Posted on March 24, 2010


Current scenario of sanitation in India cannot be rated a being very good. Among other important issues of livelihood, health and water, sanitation remained the last priority of the people in general. I wish to share an example in this context, which may reveal upon various aspects related to; research, health-livelihood links, gaps and priority areas of an inclusive program.

During one of my recent visit to Madhya Pradesh, I had chance to interact with various functionaries those are working on a livelihood promotion and rural poverty elimination program in tribal districts. With the program team members, we also visited in few recently declared Nirmal Panchayats (received Niram Gram Puraskar-Award) and interacted with the people and elected representatives. The main purpose was to observe and understand the linkages between hygiene situation, health impact and livelihood opportunities, and access sustainability aspects in Total Sanitation Campaign (TSC) program.

From our interaction with various project functionaries, we observed that poor hygiene and sanitation largely affected the health of the poor and tribal people in the villages and in-turn the available options for various livelihood opportunities. During initial phase of the program, a set of participatory research initiatives revealed that, poor hygiene and sanitation situation largely affected the project achievements. Therefore, the management team at state level decided to orient and train every project team members on various policy, institutional and technical aspects of the TSC program. Further, it had been decided that, there should be initiatives towards close coordination among TSC and Livelihood project team members at each level for the success of the each other.

During our visit to a few Nirmal Panchayats, we found that the situation was not very encouraging as the sanitary facilities in about 40% cases were defunct or not in use.
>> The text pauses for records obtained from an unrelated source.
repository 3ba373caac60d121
//! Carbon-footprint estimation from a lifestyle questionnaire.
//!
//! # Scoring
//!
//! | Category       | Score                                                     |
//! |----------------|-----------------------------------------------------------|
//! | Transportation | miles/week x 0.1 (electric) or 0.3 (hybrid, gasoline)     |
//! | Energy         | kWh x (1 - renewable%/100) x 0.5 + therms x 0.2           |
//! | Diet           | vegan 50, vegetarian 100, omnivore 200                    |
//! | Waste          | 100 - (recycling% + composting%) / 2, floored at 0        |
//!
//! # Example
//!
//! ```ignore
//! use ecoconnect_tauri::footprint::{estimate, LifestyleProfile};
//!
//! let result = estimate(&LifestyleProfile::default());
//! assert_eq!(result.total_footprint, 490);
//! ```

mod estimator;
mod types;

pub use estimator::{
    estimate, estimate_deferred, gauge_percent, rating, recommendations, ADVICE_RECYCLING,
    ADVICE_REDUCE_MEAT, ADVICE_RENEWABLE_ENERGY, ADVICE_SWITCH_VEHICLE, GAUGE_MAX,
};
pub use types::*;
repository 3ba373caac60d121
fn main() {
    tauri_build::build()
}
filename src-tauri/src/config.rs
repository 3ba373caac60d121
//! Application settings loaded from TOML.
//!
//! Provides two loading methods, mirroring the tip catalog:
//! - `default_config()` - The settings embedded in the binary
//! - `load_config(path)` - Settings from a file, with missing keys taken from defaults

use std::path::Path;

use anyhow::Result;
use serde::{Deserialize, Serialize};
use tracing::{info, warn};

/// Default settings embedded in the binary at compile time.
const DEFAULT_CONFIG: &str = include_str!("../config/ecoconnect.toml");

/// File name looked up in the app config directory for user overrides.
pub const CONFIG_FILE_NAME: &str = "ecoconnect.toml";

#[derive(Debug, Clone, Serialize, Deserialize, PartialEq)]
#[serde(default)]
pub struct AppConfig {
    pub calculator: CalculatorConfig,
    pub tips: TipsConfig,
    pub weather: WeatherConfig,
    pub community: CommunityConfig,
}

#[derive(Debug, Clone, Serialize, Deserialize, PartialEq)]
#[serde(default)]
pub struct CalculatorConfig {
    pub delay_ms: u64,
}

#[derive(Debug, Clone, Serialize, Deserialize, PartialEq)]
#[serde(default)]
pub struct TipsConfig {
    pub rotation_delay_ms: u64,
}

#[derive(Debug, Clone, Serialize, Deserialize, PartialEq)]
#[serde(default)]
pub struct WeatherConfig {
    pub base_url: String,
    pub units: String,
    pub timeout_secs: u64,
    pub default_location: DefaultLocation,
}

/// Location used when the device position is unavailable.
#[derive(Debug, Clone, Serialize, Deserialize, PartialEq)]
pub struct DefaultLocation {
    pub name: String,
    pub latitude: f64,
    pub longitude: f64,
}

#[derive(Debug, Clone, Serialize, Deserialize, PartialEq)]
#[serde(default)]
pub struct CommunityConfig {
    pub feed_limit: usize,
}

impl Default for AppConfig {
    fn default() -> Self {
        Self {
            calculator: CalculatorConfig::default(),
            tips: TipsConfig::default(),
            weather: WeatherConfig::default(),
            community: CommunityConfig::default(),
        }
    }
}

impl Default for CalculatorConfig {
    fn default() -> Self {
        Self { delay_ms: 1500 }
    }
}

impl Default for TipsConfig {
    fn default() -> Self {
        Self {
            rotation_delay_ms: 500,
        }
    }
}

impl Default for WeatherConfig {
    fn default() -> Self {
        Self {
            base_url: "https://api.openweathermap.org/data/2.5".to_string(),
            units: "imperial".to_string(),
            timeout_secs: 10,
            default_location: DefaultLocation::default(),
        }
    }
}

impl Default for DefaultLocation {
    fn default() -> Self {
        Self {
            name: "Shirpur".to_string(),
            latitude: 37.7749,
            longitude: -122.4194,
        }
    }
}

impl Default for CommunityConfig {
    fn default() -> Self {
        Self { feed_limit: 50 }
    }
}

/// Parse settings from a TOML string.
pub fn parse_config(content: &str) -> Result<AppConfig> {
    let config: AppConfig = toml::from_str(content)?;
    Ok(config)
}

/// Load settings from a TOML file at the given path.
pub fn load_config(path: &Path) -> Result<AppConfig> {
    let content = std::fs::read_to_string(path)?;
    parse_config(&content)
}

/// Get the settings embedded in the binary.
///
/// # Panics
/// Panics if the embedded TOML is invalid (this would be a compile-time bug).
pub fn default_config() -> AppConfig {
    parse_config(DEFAULT_CONFIG).expect("embedded ecoconnect.toml must be valid TOML")
}

/// Resolve the effective settings for a config directory.
///
/// A missing override file is normal; a broken one is logged and ignored so
/// the app still starts with defaults.
pub fn resolve_config(config_dir: &Path) -> AppConfig {
    let path = config_dir.join(CONFIG_FILE_NAME);
    if !path.exists() {
        return default_config();
    }
    match load_config(&path) {
        Ok(config) => {
            info!("Loaded settings override from {:?}", path);
            config
        }
        Err(e) => {
            warn!("Ignoring invalid settings file {:?}: {}", path, e);
            default_config()
        }
    }
}

#[cfg(test)]
mod tests {
    use super::*;
    use tempfile::TempDir;

    #[test]
    fn test_default_config_loads() {
        let config = default_config();
        assert_eq!(config.calculator.delay_ms, 1500);
        assert_eq!(config.tips.rotation_delay_ms, 500);
        assert_eq!(config.weather.units, "imperial");
        assert_eq!(config.weather.default_location.name, "Shirpur");
        assert_eq!(config.community.feed_limit, 50);
    }

    #[test]
    fn test_embedded_matches_struct_defaults() {
        assert_eq!(default_config(), AppConfig::default());
    }

    #[test]
    fn test_partial_override_keeps_defaults() {
        let config = parse_config("[calculator]\ndelay_ms = 10\n").unwrap();
        assert_eq!(config.calculator.delay_ms, 10);
        assert_eq!(config.weather.timeout_secs, 10);
        assert_eq!(config.weather.default_location.latitude, 37.7749);
    }

    #[test]
    fn test_resolve_config_missing_file_uses_defaults() {
        let dir = TempDir::new().unwrap();
        assert_eq!(resolve_config(dir.path()), default_config());
    }

    #[test]
    fn test_resolve_config_invalid_file_uses_defaults() {
        let dir = TempDir::new().unwrap();
        std::fs::write(dir.path().join(CONFIG_FILE_NAME), "calculator = [").unwrap();
        assert_eq!(resolve_config(dir.path()), default_config());
    }

    #[test]
    fn test_resolve_config_reads_override() {
        let dir = TempDir::new().unwrap();
        std::fs::write(
            dir.path().join(CONFIG_FILE_NAME),
            "[weather.default_location]\nname = \"Pune\"\nlatitude = 18.52\nlongitude = 73.85\n",
        )
        .unwrap();
        let config = resolve_config(dir.path());
        assert_eq!(config.weather.default_location.name, "Pune");
        assert_eq!(config.calculator.delay_ms, 1500);
    }
}
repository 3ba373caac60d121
use std::fmt;
use std::str::FromStr;

use serde::{Deserialize, Serialize};

use crate::error::EcoConnectError;

#[derive(Debug, Clone, Copy, PartialEq, Eq, PartialOrd, Ord, Hash, Serialize, Deserialize)]
pub enum TipCategory {
    Energy,
    Water,
    Waste,
    Food,
    Transportation,
}

#[derive(Debug, Clone, Copy, PartialEq, Eq, PartialOrd, Ord, Hash, Serialize, Deserialize)]
pub enum Difficulty {
    Easy,
    Medium,
    Hard,
}

#[derive(Debug, Clone, Copy, PartialEq, Eq, PartialOrd, Ord, Hash, Serialize, Deserialize)]
pub enum Impact {
    Low,
    Medium,
    High,
}

impl TipCategory {
    pub const ALL: [TipCategory; 5] = [
        TipCategory::Energy,
        TipCategory::Water,
        TipCategory::Waste,
        TipCategory::Food,
        TipCategory::Transportation,
    ];

    pub fn as_str(&self) -> &'static str {
        match self {
            TipCategory::Energy => "Energy",
            TipCategory::Water => "Water",
            TipCategory::Waste => "Waste",
            TipCategory::Food => "Food",
            TipCategory::Transportation => "Transportation",
        }
    }
}

impl Difficulty {
    pub const ALL: [Difficulty; 3] = [Difficulty::Easy, Difficulty::Medium, Difficulty::Hard];

    pub fn as_str(&self) -> &'static str {
        match self {
            Difficulty::Easy => "Easy",
            Difficulty::Medium => "Medium",
            Difficulty::Hard => "Hard",
        }
    }
}

impl Impact {
    pub const ALL: [Impact; 3] = [Impact::Low, Impact::Medium, Impact::High];

    pub fn as_str(&self) -> &'static str {
        match self {
            Impact::Low => "Low",
            Impact::Medium => "Medium",
            Impact::High => "High",
        }
    }
}

/// Parse a facet value by its display name, ignoring case.
fn parse_facet<T: Copy>(
    facet: &str,
    candidates: &[T],
    name_of: fn(&T) -> &'static str,
    raw: &str,
) -> Result<T, EcoConnectError> {
    let wanted = raw.trim();
    candidates
        .iter()
        .find(|c| name_of(c).eq_ignore_ascii_case(wanted))
        .copied()
        .ok_or_else(|| EcoConnectError::Validation(format!("Unknown {}: {}", facet, raw)))
}

impl FromStr for TipCategory {
    type Err = EcoConnectError;

    fn from_str(s: &str) -> Result<Self, Self::Err> {
        parse_facet("category", &TipCategory::ALL, TipCategory::as_str, s)
    }
}

impl FromStr for Difficulty {
    type Err = EcoConnectError;

    fn from_str(s: &str) -> Result<Self, Self::Err> {
        parse_facet("difficulty", &Difficulty::ALL, Difficulty::as_str, s)
    }
}

impl FromStr for Impact {
    type Err = EcoConnectError;

    fn from_str(s: &str) -> Result<Self, Self::Err> {
        parse_facet("impact", &Impact::ALL, Impact::as_str, s)
    }
}

impl fmt::Display for TipCategory {
    fn fmt(&self, f: &mut fmt::Formatter<'_>) -> fmt::Result {
        f.write_str(self.as_str())
    }
}

impl fmt::Display for Difficulty {
    fn fmt(&self, f: &mut fmt::Formatter<'_>) -> fmt::Result {
        f.write_str(self.as_str())
    }
}

impl fmt::Display for Impact {
    fn fmt(&self, f: &mut fmt::Formatter<'_>) -> fmt::Result {
        f.write_str(self.as_str())
    }
}

/// One entry of the tips catalog.
#[derive(Debug, Clone, PartialEq, Eq, Serialize, Deserialize)]
pub struct Tip {
    pub id: u32,
    pub title: String,
    pub description: String,
    pub category: TipCategory,
    pub difficulty: Difficulty,
    pub impact: Impact,
}

/// The full catalog as loaded from TOML.
#[derive(Debug, Clone, PartialEq, Serialize, Deserialize)]
pub struct TipCatalog {
    pub tips: Vec<Tip>,
    /// One-line tips for the dashboard's rotating card.
    #[serde(default)]
    pub daily: Vec<String>,
}

#[cfg(test)]
mod tests {
    use super::*;

    #[test]
    fn test_parse_facets_case_insensitive() {
        assert_eq!("energy".parse::<TipCategory>().unwrap(), TipCategory::Energy);
        assert_eq!(" Transportation ".parse::<TipCategory>().unwrap(), TipCategory::Transportation);
        assert_eq!("HARD".parse::<Difficulty>().unwrap(), Difficulty::Hard);
        assert_eq!("Medium".parse::<Impact>().unwrap(), Impact::Medium);
    }

    #[test]
    fn test_parse_unknown_facet_is_validation_error() {
        let err = "Air".parse::<TipCategory>().unwrap_err();
        assert!(matches!(err, EcoConnectError::Validation(_)));
        assert!(err.to_string().contains("Unknown category: Air"));
    }

    #[test]
    fn test_display_round_trips_through_parse() {
        for impact in Impact::ALL {
            assert_eq!(impact.to_string().parse::<Impact>().unwrap(), impact);
        }
    }
}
When we discussed the situation among people, they mentioned that it was unilateral initiative of few PRI functionaries to get Nirmal Gram Award. We analyzed that, the technical options adopted were not feasible to the area due to topographic, geological and water availability related reasons.
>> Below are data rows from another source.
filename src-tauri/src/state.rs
//! Shared state managed by Tauri and handed to every command.

use std::collections::HashMap;
use std::path::Path;
use std::sync::{Arc, Mutex};

use tauri::async_runtime::JoinHandle;
use tracing::{info, warn};

use crate::auth::{AuthSession, UserDirectory};
use crate::config::AppConfig;
use crate::error::EcoConnectError;
use crate::store::{DocumentStore, SubscriptionHandle};
use crate::tips::{default_catalog, load_catalog, TipCatalog};
use crate::weather::WeatherClient;

pub const STORE_DB_FILE: &str = "ecoconnect.db";
pub const USERS_DB_FILE: &str = "users.db";
/// Optional catalog override in the app config directory.
pub const TIPS_FILE_NAME: &str = "tips.toml";

/// Forwarding tasks for live subscriptions, keyed by store handle.
#[derive(Default)]
pub struct SubscriptionRegistry {
    tasks: Mutex<HashMap<SubscriptionHandle, JoinHandle<()>>>,
}

impl SubscriptionRegistry {
    pub fn track(&self, handle: SubscriptionHandle, task: JoinHandle<()>) {
        if let Ok(mut tasks) = self.tasks.lock() {
            tasks.insert(handle, task);
        }
    }

    /// Stop the forwarding task for `handle`. Returns false if unknown.
    pub fn cancel(&self, handle: SubscriptionHandle) -> bool {
        let task = self.tasks.lock().ok().and_then(|mut t| t.remove(&handle));
        match task {
            Some(task) => {
                task.abort();
                true
            }
            None => false,
        }
    }

    pub fn len(&self) -> usize {
        self.tasks.lock().map(|t| t.len()).unwrap_or(0)
    }

    pub fn is_empty(&self) -> bool {
        self.len() == 0
    }
}

pub struct AppState {
    pub config: AppConfig,
    pub catalog: TipCatalog,
    pub store: Arc<DocumentStore>,
    pub users: UserDirectory,
    pub session: AuthSession,
    pub weather: WeatherClient,
    pub subscriptions: SubscriptionRegistry,
    /// Index of the daily tip currently on screen.
    pub daily_tip: Mutex<Option<usize>>,
}

/// Catalog from `tips.toml` in the config directory, else the built-in one.
pub fn resolve_catalog(config_dir: &Path) -> TipCatalog {
    let path = config_dir.join(TIPS_FILE_NAME);
    if !path.exists() {
        return default_catalog();
    }
    match load_catalog(&path) {
        Ok(catalog) => {
            info!("Loaded tip catalog from {:?}", path);
            catalog
        }
        Err(e) => {
            warn!("Ignoring invalid tip catalog {:?}: {}", path, e);
            default_catalog()
        }
    }
}

impl AppState {
    /// Open the databases under `data_dir`.
    pub fn open(data_dir: &Path, config: AppConfig, catalog: TipCatalog) -> Result<Self, EcoConnectError> {
        let store = DocumentStore::open(&data_dir.join(STORE_DB_FILE))?;
        let users = UserDirectory::open(&data_dir.join(USERS_DB_FILE))?;
        Self::with_parts(config, catalog, store, users)
    }

    /// State backed by in-memory databases.
    pub fn in_memory(config: AppConfig) -> Result<Self, EcoConnectError> {
        Self::with_parts(
            config,
            default_catalog(),
            DocumentStore::in_memory()?,
            UserDirectory::in_memory()?,
        )
    }

    fn with_parts(
        config: AppConfig,
        catalog: TipCatalog,
        store: DocumentStore,
        users: UserDirectory,
    ) -> Result<Self, EcoConnectError> {
        let weather = WeatherClient::new(config.weather.clone())?;
        Ok(Self {
            config,
            catalog,
            store: Arc::new(store),
            users,
            session: AuthSession::new(),
            weather,
            subscriptions: SubscriptionRegistry::default(),
            daily_tip: Mutex::new(None),
        })
    }
}

#[cfg(test)]
mod tests {
    use super::*;
    use crate::config::default_config;
    use std::time::Duration;
    use tempfile::TempDir;

    #[tokio::test]
    async fn test_cancel_aborts_tracked_task() {
        let registry = SubscriptionRegistry::default();
        let (alive, mut watcher) = tokio::sync::mpsc::channel::<()>(1);
        let task = tauri::async_runtime::spawn(async move {
            let _alive = alive;
            std::future::pending::<()>().await;
        });
        registry.track(SubscriptionHandle(7), task);
        assert_eq!(registry.len(), 1);

        assert!(registry.cancel(SubscriptionHandle(7)));
        assert!(registry.is_empty());
        // The aborted task drops its sender, closing the channel
        let closed = tokio::time::timeout(Duration::from_secs(5), watcher.recv())
            .await
            .unwrap();
        assert!(closed.is_none());

        assert!(!registry.cancel(SubscriptionHandle(7)));
        assert!(!registry.cancel(SubscriptionHandle(99)));
    }

    #[test]
    fn test_open_creates_databases() {
        let dir = TempDir::new().unwrap();
        let state = AppState::open(dir.path(), default_config(), default_catalog()).unwrap();
        assert!(dir.path().join(STORE_DB_FILE).exists());
        assert!(dir.path().join(USERS_DB_FILE).exists());
        assert!(state.session.current_user().is_none());
        assert!(state.subscriptions.is_empty());
    }

    #[test]
    fn test_resolve_catalog_falls_back_on_bad_file() {
        let dir = TempDir::new().unwrap();
        assert_eq!(resolve_catalog(dir.path()), default_catalog());

        std::fs::write(dir.path().join(TIPS_FILE_NAME), "[[tips]]\nid = \"x\"").unwrap();
        assert_eq!(resolve_catalog(dir.path()), default_catalog());
    }

    #[test]
    fn test_resolve_catalog_reads_override() {
        let dir = TempDir::new().unwrap();
        std::fs::write(
            dir.path().join(TIPS_FILE_NAME),
            r#"
            daily = ["Turn it off."]

            [[tips]]
            id = 7
            title = "Air-dry laundry"
            description = "Skip the dryer."
            category = "Energy"
            difficulty = "Easy"
            impact = "Medium"
            "#,
        )
        .unwrap();
        let catalog = resolve_catalog(dir.path());
        assert_eq!(catalog.tips.len(), 1);
        assert_eq!(catalog.tips[0].id, 7);
    }
}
In conclusion, I would say that:

  • There is a need to adopt an alternate institutional and implementation strategy to traditional TSC, in facilitating the community on most viable system and feasible technology options considering the geomorphology and climatic condition of the area. 
  • There is the need to integrate the TSC program with other developmental program, this will reduce the efforts, resources, and provide better scope in term of coverage and sustaining the efforts.
  • There could possible efforts in facilitating community in the productive use of excreta and urine, which will help in economic and health benefits, e.g. chemical free farming.
  • The research or studies in sanitation coverage should cover comprehensive issues like livelihood, economic gain, health benefits, time saving, etc. in place of only physical structure.
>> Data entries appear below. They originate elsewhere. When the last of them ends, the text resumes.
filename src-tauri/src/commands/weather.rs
use tauri::State;
use tracing::warn;

use crate::state::AppState;
use crate::weather::{Coordinates, WeatherReport, WEATHER_KEY_SERVICE};

use super::keychain::read_api_key;

/// Current weather at the device position, or at the default location when
/// the frontend could not get one. Failures come back as report notices.
#[tauri::command]
pub async fn get_weather(
    state: State<'_, AppState>,
    coords: Option<Coordinates>,
) -> Result<WeatherReport, String> {
    let api_key = read_api_key(WEATHER_KEY_SERVICE).unwrap_or_else(|e| {
        warn!("Weather API key unavailable: {}", e);
        None
    });
    Ok(state.weather.lookup(coords, api_key.as_deref()).await)
}
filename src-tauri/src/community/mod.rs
//! Community feed on top of the document store, plus the static group and
//! event listings.
//!
//! Posts live in the `communityPosts` collection and are read newest first.
//! Likes are an array of user ids updated with array union/remove, so two
//! users liking at once never overwrite each other.

mod directory;
mod feed;
mod types;

pub use directory::community_directory;
pub use feed::{
    add_comment, create_post, feed_query, list_posts, post_from_document, posts_from_snapshot,
    toggle_like, MSG_EMPTY_COMMENT, MSG_EMPTY_POST, MSG_SIGN_IN_TO_COMMENT, MSG_SIGN_IN_TO_LIKE,
    MSG_SIGN_IN_TO_POST,
};
pub use types::{Comment, CommunityDirectory, CommunityEvent, CommunityGroup, Post, POSTS_COLLECTION};
//! Tauri command surface. Every command returns `Result<T, String>` where it
//! can fail; the string is the user-facing message from `EcoConnectError`.

pub mod auth;
pub mod chat;
pub mod community;
pub mod config;
pub mod footprint;
pub mod keychain;
pub mod subscriptions;
pub mod tips;
pub mod weather;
In above context, appropriate advocacy strategy to influence policy would be an important component, and such ‘advocacy initiatives’ should be led by the organizations those have valid and adequate experience, to influence the policy. Here, I would like to highlight the issues of ‘experienced’ organizations. There are instances in ‘water and sanitation’ sector, where it has been observed that organizations without valid experience and people in sanitation sector are jumping into in the race of leading the scene. This has its own negative implications for sure. Also, such feeble initiatives have lead to poor credibility of other experienced organizations among policy makers. This is not a good trend. There are evidences where ‘unempirical’ research in sanitation and ‘inappropriate’ implementation support provided by organizations had lead to miserable results.   This can be considered among one of the gaps in sanitation sector in India, which is no-good.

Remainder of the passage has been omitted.